Figure 4. CWO Specifically Represses and Binds Clock Gene Promoters.

(A, B) S2 cells were cotransfected with reporter plasmids (1 μg except 0.1 μg for vri-mluc) and the increasing amounts (0.25 μg and 1 μg) of expression vector for FLAG-tagged CWO (AcF/CWO) in the presence (A) or absence (B) of expression vector for V5-tagged CLK (AcV5/CLK; 10 ng for per-luc, 0.25 ng for tim-luc and pdp1-mluc, 1 ng for vri-mluc). (C) S2 cells were cotransfected with reporter plasmids (1 μg) and the expression vector for FLAG-tagged CWO or VP16 activation domain-fused CWO (1 μg). Activation fold was calculated by normalizing values to luciferase activity in the presence of reporter plasmid, which was set to 1, while repression fold by inversely normalizing them.
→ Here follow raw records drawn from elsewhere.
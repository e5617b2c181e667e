//! Shared data model for the history search pipeline.

use chrono::{DateTime, Utc};
use serde::{Deserialize, Serialize};

/// One visit from a browser history database.
///
/// Immutable once produced by the history source. `visited_at` is in
/// microseconds since the Unix epoch, which is what the browsers store
/// (Chrome's 1601-based clock is converted at the source).
#[derive(Debug, Clone, PartialEq, Eq, Serialize, Deserialize)]
pub struct HistoryRecord {
    pub url: String,
    /// Page title as recorded by the browser; may be empty.
    pub title: String,
    pub visited_at: i64,
}

/// A document that satisfied the keyword query, joined with its history
/// metadata. Created once per query execution and never mutated.
#[derive(Debug, Clone, PartialEq, Eq, Serialize, Deserialize)]
pub struct MatchRecord {
    pub url: String,
    pub title: String,
    /// Visit time in microseconds since the Unix epoch.
    pub timestamp: i64,
    /// Human-readable rendering of `timestamp`.
    pub date: String,
    pub match_count: usize,
    /// One snippet per keyword that occurred, in query order.
    pub contexts: Vec<String>,
}

impl MatchRecord {
    /// Render a visit timestamp for report output.
    pub fn format_date(micros: i64) -> String {
        DateTime::<Utc>::from_timestamp_micros(micros)
            .map(|dt| dt.format("%Y-%m-%d %H:%M").to_string())
            .unwrap_or_else(|| "unknown".to_string())
    }
}
//! Loopback HTTP server helpers for fetch and pipeline tests.

use std::net::SocketAddr;
use std::sync::Arc;
use std::sync::atomic::{AtomicUsize, Ordering};
use std::time::Duration;

use tokio::io::{AsyncReadExt, AsyncWriteExt};
use tokio::net::TcpListener;

/// Request totals and the high-water mark of simultaneous connections.
#[derive(Debug, Default)]
pub struct ServerStats {
    pub requests: AtomicUsize,
    current: AtomicUsize,
    pub max_concurrent: AtomicUsize,
}

/// Serve `body` as HTTP 200 for every request, sleeping `delay` before
/// responding. Each connection is closed after one response, so in-flight
/// connections equal in-flight requests.
pub async fn spawn_http_server(body: &'static str, delay: Duration) -> (SocketAddr, Arc<ServerStats>) {
    let listener = TcpListener::bind("127.0.0.1:0").await.expect("bind loopback");
    let addr = listener.local_addr().expect("local addr");
    let stats = Arc::new(ServerStats::default());
    let server_stats = stats.clone();

    tokio::spawn(async move {
        loop {
            let Ok((mut socket, _)) = listener.accept().await else {
                break;
            };
            let stats = server_stats.clone();
            tokio::spawn(async move {
                stats.requests.fetch_add(1, Ordering::SeqCst);
                let now = stats.current.fetch_add(1, Ordering::SeqCst) + 1;
                stats.max_concurrent.fetch_max(now, Ordering::SeqCst);

                let mut buf = [0u8; 2048];
                let _ = socket.read(&mut buf).await;
                tokio::time::sleep(delay).await;

                let response = format!(
                    "HTTP/1.1 200 OK\r\nContent-Type: text/html\r\nContent-Length: {}\r\nConnection: close\r\n\r\n{}",
                    body.len(),
                    body
                );
                let _ = socket.write_all(response.as_bytes()).await;
                let _ = socket.shutdown().await;

                stats.current.fetch_sub(1, Ordering::SeqCst);
            });
        }
    });

    (addr, stats)
}
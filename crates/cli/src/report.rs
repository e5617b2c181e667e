//! HTML rendering of search results.
//!
//! Produces a self-contained document (inline CSS, no external assets)
//! from already-computed match records. All interpolated text is
//! escaped; snippets are prose, titles and URLs come straight from the
//! browser database.

use webtrail_client::pipeline::SearchOutcome;
use webtrail_core::matcher::KeywordQuery;

const STYLE: &str = "\
body { font-family: sans-serif; max-width: 48rem; margin: 2rem auto; padding: 0 1rem; color: #222; }
header { border-bottom: 1px solid #ccc; margin-bottom: 1.5rem; }
article { margin-bottom: 1.5rem; }
article h2 { margin: 0 0 0.25rem; font-size: 1.1rem; }
.meta { color: #666; font-size: 0.85rem; }
.context { background: #f6f6f6; padding: 0.4rem 0.6rem; margin: 0.3rem 0; font-size: 0.9rem; }
";

/// Render the full report document.
pub fn render_html(query: &KeywordQuery, outcome: &SearchOutcome) -> String {
    let mut out = String::with_capacity(4096);

    out.push_str("<!DOCTYPE html>\n<html>\n<head>\n<meta charset=\"utf-8\">\n");
    out.push_str("<title>webtrail report</title>\n<style>\n");
    out.push_str(STYLE);
    out.push_str("</style>\n</head>\n<body>\n<header>\n<h1>webtrail report</h1>\n");

    out.push_str("<p class=\"meta\">keywords: ");
    out.push_str(&escape_html(&query.terms().join(", ")));
    out.push_str(&format!(
        " ({:?}) &mdash; {} match(es) from {} page(s): {} cached, {} fetched, {} failed</p>\n",
        query.mode(),
        outcome.matches.len(),
        outcome.summary.attempted,
        outcome.summary.cache_hits,
        outcome.summary.fetched,
        outcome.summary.failed,
    ));
    out.push_str("</header>\n");

    if outcome.matches.is_empty() {
        out.push_str("<p>No pages matched.</p>\n");
    }

    for record in &outcome.matches {
        let title = if record.title.is_empty() { &record.url } else { &record.title };

        out.push_str("<article>\n<h2><a href=\"");
        out.push_str(&escape_html(&record.url));
        out.push_str("\">");
        out.push_str(&escape_html(title));
        out.push_str("</a></h2>\n<p class=\"meta\">");
        out.push_str(&escape_html(&record.date));
        out.push_str(&format!(" &middot; {} occurrence(s)</p>\n", record.match_count));

        for context in &record.contexts {
            out.push_str("<p class=\"context\">&hellip; ");
            out.push_str(&escape_html(context));
            out.push_str(" &hellip;</p>\n");
        }

        out.push_str("</article>\n");
    }

    out.push_str("</body>\n</html>\n");
    out
}

fn escape_html(s: &str) -> String {
    let mut out = String::with_capacity(s.len());
    for c in s.chars() {
        match c {
            '&' => out.push_str("&amp;"),
            '<' => out.push_str("&lt;"),
            '>' => out.push_str("&gt;"),
            '"' => out.push_str("&quot;"),
            '\'' => out.push_str("&#39;"),
            _ => out.push(c),
        }
    }
    out
}
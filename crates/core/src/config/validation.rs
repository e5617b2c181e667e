//! Configuration validation rules.
//!
//! Validation runs after loading and again after CLI overrides, so a bad
//! value is rejected before any history is read or network touched.

use crate::config::AppConfig;
use thiserror::Error;

/// Configuration validation errors.
#[derive(Debug, Error)]
pub enum ConfigError {
    #[error("failed to load configuration: {0}")]
    LoadFailed(String),

    #[error("invalid configuration: {field} - {reason}")]
    Invalid { field: String, reason: String },
}

impl AppConfig {
    /// Validate configuration values after loading.
    ///
    /// # Errors
    ///
    /// Returns `ConfigError::Invalid` if:
    /// - `concurrency` is 0 or exceeds 64
    /// - `max_bytes` is 0 or exceeds 50MB
    /// - `timeout_ms` is less than 100ms or exceeds 5 minutes
    /// - `days_back` or `cache_max_age_hours` is not positive
    /// - `context_window` is 0
    /// - the text length bounds are inverted
    /// - `user_agent` is empty
    pub fn validate(&self) -> Result<(), ConfigError> {
        if self.concurrency == 0 {
            return Err(invalid("concurrency", "must be at least 1"));
        }
        if self.concurrency > 64 {
            return Err(invalid("concurrency", "must not exceed 64"));
        }

        if self.max_bytes == 0 {
            return Err(invalid("max_bytes", "must be greater than 0"));
        }
        if self.max_bytes > 50 * 1024 * 1024 {
            return Err(invalid("max_bytes", "must not exceed 50MB"));
        }

        if self.timeout_ms < 100 {
            return Err(invalid("timeout_ms", "must be at least 100ms"));
        }
        if self.timeout_ms > 300_000 {
            return Err(invalid("timeout_ms", "must not exceed 5 minutes (300000ms)"));
        }

        if self.days_back < 1 {
            return Err(invalid("days_back", "must be at least 1"));
        }
        if self.cache_max_age_hours < 1 {
            return Err(invalid("cache_max_age_hours", "must be at least 1"));
        }

        if self.context_window == 0 {
            return Err(invalid("context_window", "must be at least 1"));
        }

        if self.min_text_length >= self.max_text_length {
            return Err(invalid("min_text_length", "must be below max_text_length"));
        }

        if self.user_agent.is_empty() {
            return Err(invalid("user_agent", "must not be empty"));
        }

        Ok(())
    }
}

fn invalid(field: &str, reason: &str) -> ConfigError {
    ConfigError::Invalid { field: field.into(), reason: reason.into() }
}
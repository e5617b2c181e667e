//! Fetch, extraction, and pipeline stages for webtrail.
//!
//! This crate provides the HTTP fetch client with its bounded-concurrency
//! pool, the tag-stripping text extractor, and the pipeline that joins
//! cache, fetcher, and matcher into ordered search results.

pub mod extract;
pub mod fetch;
pub mod pipeline;

#[cfg(test)]
pub(crate) mod testutil;

pub use extract::{ExtractConfig, ExtractedText, extract_text};
pub use fetch::{AbortHandle, FetchClient, FetchConfig, FetchOutcome, FetchPool, FetchResponse, canonicalize};
pub use pipeline::{RunSummary, SearchOptions, SearchOutcome, run_search};
//! Unified error types for webtrail.
//!
//! Transient per-URL fetch failures are modeled here too; callers use
//! [`Error::is_transient`] to tell them apart from batch-fatal classes.

use tokio_rusqlite::rusqlite;

/// Unified error type shared across the webtrail crates.
#[derive(Debug, thiserror::Error)]
pub enum Error {
    /// Invalid input parameters (e.g., an empty URL batch).
    #[error("invalid input: {0}")]
    InvalidInput(String),

    /// Keyword query failed validation.
    #[error("invalid query: {0}")]
    InvalidQuery(String),

    /// Database operation failed.
    #[error("cache error: {0}")]
    Database(tokio_rusqlite::Error),

    /// Migration failed to apply.
    #[error("cache error: migration failed: {0}")]
    MigrationFailed(String),

    /// URL could not be canonicalized.
    #[error("invalid url: {0}")]
    InvalidUrl(String),

    /// Request exceeded the configured timeout.
    #[error("fetch timeout: {0}")]
    Timeout(String),

    /// Response body exceeded the configured size ceiling.
    #[error("response too large: {0}")]
    TooLarge(String),

    /// Connection or protocol failure.
    #[error("network error: {0}")]
    Network(String),

    /// Server answered with a non-success final status.
    #[error("http status {0}")]
    HttpStatus(u16),

    /// Fetch was aborted before completion.
    #[error("fetch aborted")]
    Aborted,

    /// Nothing was fetched and nothing usable was cached.
    #[error("no content available: {0}")]
    NoContent(String),

    /// Browser history database could not be read.
    #[error("history source error: {0}")]
    HistorySource(String),
}

impl Error {
    /// True for per-URL failures that exclude one document without
    /// aborting the batch.
    pub fn is_transient(&self) -> bool {
        matches!(
            self,
            Error::Timeout(_) | Error::TooLarge(_) | Error::Network(_) | Error::HttpStatus(_) | Error::Aborted
        )
    }
}

impl From<tokio_rusqlite::Error<Error>> for Error {
    fn from(err: tokio_rusqlite::Error<Error>) -> Self {
        match err {
            tokio_rusqlite::Error::Error(e) => e,
            tokio_rusqlite::Error::ConnectionClosed => Error::Database(tokio_rusqlite::Error::ConnectionClosed),
            tokio_rusqlite::Error::Close(c) => Error::Database(tokio_rusqlite::Error::Close(c)),
            _ => Error::Database(tokio_rusqlite::Error::ConnectionClosed),
        }
    }
}

impl From<tokio_rusqlite::Error<rusqlite::Error>> for Error {
    fn from(err: tokio_rusqlite::Error<rusqlite::Error>) -> Self {
        Error::Database(err)
    }
}

impl From<rusqlite::Error> for Error {
    fn from(err: rusqlite::Error) -> Self {
        Error::Database(tokio_rusqlite::Error::Error(err))
    }
}

#[cfg(test)]
mod tests {
    use super::*;

    #[test]
    fn test_error_display() {
        let err = Error::NoContent("0 fetched, 0 cached".to_string());
        assert!(err.to_string().contains("no content available"));
        assert!(err.to_string().contains("0 fetched"));
    }

    #[test]
    fn test_transient_classification() {
        assert!(Error::Timeout("20s".into()).is_transient());
        assert!(Error::HttpStatus(503).is_transient());
        assert!(Error::Aborted.is_transient());
        assert!(!Error::InvalidQuery("empty".into()).is_transient());
        assert!(!Error::NoContent("nothing".into()).is_transient());
    }
}
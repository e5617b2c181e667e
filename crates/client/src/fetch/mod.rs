//! HTTP retrieval of history pages.
//!
//! ### URL canonicalization
//! - Trim whitespace, ensure scheme (default: `https`)
//! - Lowercase host, remove fragments, preserve query string
//!
//! ### Resource ceilings
//! - Per-request timeout covering connect and body transfer
//! - Body bytes capped while streaming; oversize aborts the request
//! - Max redirects: 5
//!
//! All per-request failures collapse into the transient error class;
//! downstream only distinguishes success from failure.

pub mod pool;
pub mod url;

use bytes::BytesMut;
use reqwest::{Client, StatusCode, header};
use std::time::{Duration, Instant};

pub use pool::{AbortHandle, FetchOutcome, FetchPool};
pub use url::{UrlError, canonicalize};

use webtrail_core::Error;

/// Configuration for the fetch client.
#[derive(Debug, Clone)]
pub struct FetchConfig {
    /// User agent string (default: "webtrail/0.1")
    pub user_agent: String,

    /// Maximum response body size in bytes (default: 5MB)
    pub max_bytes: usize,

    /// Request timeout (default: 20s)
    pub timeout: Duration,

    /// Maximum number of redirects to follow (default: 5)
    pub max_redirects: usize,
}

impl Default for FetchConfig {
    fn default() -> Self {
        Self {
            user_agent: "webtrail/0.1".to_string(),
            max_bytes: 5 * 1024 * 1024,
            timeout: Duration::from_millis(20000),
            max_redirects: 5,
        }
    }
}

/// Response from a completed fetch.
#[derive(Debug, Clone)]
pub struct FetchResponse {
    /// The URL requested
    pub url: reqwest::Url,
    /// The final URL after redirects
    pub final_url: reqwest::Url,
    /// HTTP status code
    pub status: StatusCode,
    /// Content-Type header
    pub content_type: Option<String>,
    /// Response body bytes
    pub body: Vec<u8>,
    /// Time taken to fetch in milliseconds
    pub fetch_ms: u64,
}

/// HTTP client enforcing the configured ceilings.
#[derive(Clone)]
pub struct FetchClient {
    http: Client,
    config: FetchConfig,
}

impl FetchClient {
    /// Create a new fetch client with the given configuration.
    pub fn new(config: FetchConfig) -> Result<Self, Error> {
        let http = Client::builder()
            .user_agent(&config.user_agent)
            .timeout(config.timeout)
            .connect_timeout(config.timeout.min(Duration::from_secs(10)))
            .redirect(reqwest::redirect::Policy::limited(config.max_redirects))
            .use_rustls_tls()
            .gzip(true)
            .brotli(true)
            .deflate(true)
            .build()
            .map_err(|e| Error::Network(format!("failed to build HTTP client: {e}")))?;

        Ok(Self { http, config })
    }

    /// Fetch a canonicalized URL, streaming the body under the byte
    /// ceiling.
    ///
    /// A Content-Length above the ceiling is rejected before reading;
    /// chunked bodies are aborted the moment the accumulated size
    /// crosses it, discarding the partial data.
    pub async fn fetch(&self, url: &reqwest::Url) -> Result<FetchResponse, Error> {
        let start = Instant::now();

        let mut response = self
            .http
            .get(url.as_str())
            .header(
                header::ACCEPT,
                "text/html,application/xhtml+xml,application/xml;q=0.9,*/*;q=0.8",
            )
            .send()
            .await
            .map_err(classify)?;

        let status = response.status();
        if !(status.is_success() || status.is_redirection()) {
            return Err(Error::HttpStatus(status.as_u16()));
        }

        if let Some(len) = response.content_length()
            && len as usize > self.config.max_bytes
        {
            return Err(Error::TooLarge(format!("{len} bytes exceeds {}", self.config.max_bytes)));
        }

        let final_url = response.url().clone();
        let content_type = response
            .headers()
            .get(header::CONTENT_TYPE)
            .and_then(|v| v.to_str().ok())
            .map(str::to_string);

        let mut body = BytesMut::new();
        while let Some(chunk) = response.chunk().await.map_err(classify)? {
            if body.len() + chunk.len() > self.config.max_bytes {
                return Err(Error::TooLarge(format!("body exceeds {} bytes", self.config.max_bytes)));
            }
            body.extend_from_slice(&chunk);
        }

        let fetch_ms = start.elapsed().as_millis() as u64;

        tracing::debug!(
            "fetched {} -> {} in {}ms ({} bytes)",
            url,
            final_url,
            fetch_ms,
            body.len()
        );

        Ok(FetchResponse {
            url: url.clone(),
            final_url,
            status,
            content_type,
            body: body.to_vec(),
            fetch_ms,
        })
    }

    /// Get reference to the configuration.
    pub fn config(&self) -> &FetchConfig {
        &self.config
    }
}

fn classify(e: reqwest::Error) -> Error {
    if e.is_timeout() {
        Error::Timeout(e.to_string())
    } else {
        Error::Network(e.to_string())
    }
}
For (A-C), N experiments = 3, and standard deviations are depicted by error bars. (D) Electrophoretic mobility shift assay for CWO binding to E boxes (CACGTG). Increasing amount (10- and 50- fold molar excess) of unlabeled competitors containing wild-type (E-box) or mutant E-box (mE-box) or 2 μg of anti-GST or anti-FLAG was preincubated with GST-fusion proteins prior to the addition of labeled probe. C1, shift by GST-CWO bHLH:DNA complex; C2, supershift by GST-bHLH:DNA:anti-GST antibody complex.